On the other hand the work [18] focuses on visualization of prediction potential stored in datasets through a correlation color map of the transformed or pseudodata used to show clusters of correlated variables in the task of identification of true and false alarms. In the correlation color map correlation and redundancy information can be easily found and used to improve the alarm settings, and statistical methods such as singular value decomposition techniques can be applied within each cluster to help design multivariate alarm strategies.

3 Correlation graphs and correlation chains

Graph G is described as pair of sets V (vertices) and E (edges) while [19]

$$\begin{aligned} G = (V, E),\ E \subseteq V^2 \end{aligned}$$
(5)
Fig. 2
figure 2

Visualization of edges with maximal correlation values

This type of structure is ideal for any transitive or pseudo-transitive phenomena where the direct and indirect influence of values can be evaluated. When working with a correlation of two attributes, with the use of graphs, we can see the direct and indirect correlation (and prediction potential) influence of sets of attributes on one of the attributes in a dataset.

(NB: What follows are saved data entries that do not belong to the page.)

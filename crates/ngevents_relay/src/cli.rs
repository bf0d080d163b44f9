//! Command-line interface definitions and parsing.

use clap::{Arg, ArgMatches, Command};
use std::path::PathBuf;

/// What the relay does once started.
#[derive(Debug, Clone, Copy, PartialEq, Eq)]
pub enum Mode {
    /// Expose the configured services over WebSocket
    Serve,
    /// Connect to a relay and log the subscribed events
    Connect,
}

/// Command-line arguments for the relay.
#[derive(Debug, Clone, PartialEq, Eq)]
pub struct CliArgs {
    pub mode: Mode,
    /// Path to the configuration file
    pub config_path: PathBuf,
    /// Optional override for the bind address (`serve`)
    pub bind_address: Option<String>,
    /// Optional override for the server url (`connect`)
    pub url: Option<String>,
    /// Optional override for log level
    pub log_level: Option<String>,
    /// Whether to force JSON log output
    pub json_logs: bool,
}

fn command() -> Command {
    Command::new("ngevents-relay")
        .version(env!("CARGO_PKG_VERSION"))
        .about("Shares event emitters between processes over WebSocket")
        .arg(
            Arg::new("config")
                .short('c')
                .long("config")
                .value_name("FILE")
                .help("Configuration file path")
                .default_value("relay.toml")
                .global(true),
        )
        .arg(
            Arg::new("log-level")
                .short('l')
                .long("log-level")
                .value_name("LEVEL")
                .help("Log level (trace, debug, info, warn, error)")
                .global(true),
        )
        .arg(
            Arg::new("json-logs")
                .long("json-logs")
                .help("Output logs in JSON format")
                .action(clap::ArgAction::SetTrue)
                .global(true),
        )
        .subcommand(
            Command::new("serve").about("Expose the configured services (default)").arg(
                Arg::new("bind")
                    .short('b')
                    .long("bind")
                    .value_name("ADDRESS")
                    .help("Bind address (e.g., 127.0.0.1:12345)"),
            ),
        )
        .subcommand(
            Command::new("connect").about("Subscribe to a relay and log its events").arg(
                Arg::new("url")
                    .short('u')
                    .long("url")
                    .value_name("URL")
                    .help("Server url (e.g., ws://127.0.0.1:12345)"),
            ),
        )
}

impl CliArgs {
    /// Parses the process arguments, exiting with usage on error.
    pub fn parse() -> Self {
        Self::from_matches(&command().get_matches())
    }

    /// Parses an explicit argument list.
    pub fn try_parse_from<I, T>(args: I) -> Result<Self, clap::Error>
    where
        I: IntoIterator<Item = T>,
        T: Into<std::ffi::OsString> + Clone,
    {
        Ok(Self::from_matches(&command().try_get_matches_from(args)?))
    }

    fn from_matches(matches: &ArgMatches) -> Self {
        // global args propagate down into the subcommand matches
        let scoped = matches.subcommand().map_or(matches, |(_, sub)| sub);
        let (mode, bind_address, url) = match matches.subcommand() {
            Some(("connect", sub)) => (Mode::Connect, None, sub.get_one::<String>("url").cloned()),
            Some(("serve", sub)) => (Mode::Serve, sub.get_one::<String>("bind").cloned(), None),
            _ => (Mode::Serve, None, None),
        };

        Self {
            mode,
            config_path: PathBuf::from(
                scoped
                    .get_one::<String>("config")
                    .map_or("relay.toml", String::as_str),
            ),
            bind_address,
            url,
            log_level: scoped.get_one::<String>("log-level").cloned(),
            json_logs: scoped.get_flag("json-logs"),
        }
    }
}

In the case, we are constructing a complete graph for a dataset containing n attributes the graph consists of n vertices corresponding to individual attributes and \((n(n-1))/2\) edges between these vertices while each edge contains correlation coefficient value measured between the two considered vertices. Such a graph would be - even with a comparatively low number of attributes (vertices) - potentially hard to read. Since this work is focused on prediction potential the task-specific two-phase pruning of such a graph is proposed:

Fig. 3
figure 3

Selection of edges containing correlation value greater than set border (\(\sigma =0.7\))

Phase 1: Visualization of edges with maximal correlation values - since we are focused on the prediction potential of attributes in the dataset and relationships between these prediction potentials, the correlation graph contains only edges which maximize the correlation coefficient values between each of the (at the moment unused) attributes and all other attributes of the dataset (see Fig. 2).

Phase 2: Since some of the attributes are generally weakly correlated with the rest of the dataset, in the second phase of correlation graph pruning, we can take into account only edges containing correlation values greater than the set border. This border can be set to a value from the [0, 1] interval, depending on the level of correlation coefficient values in the dataset we are examining. From a statistical point of view, we can identify three levels of correlation coefficient values [20]:

  • Values between 0 and 0.3 (0 and \(-\)0.3) indicate a weak relationship.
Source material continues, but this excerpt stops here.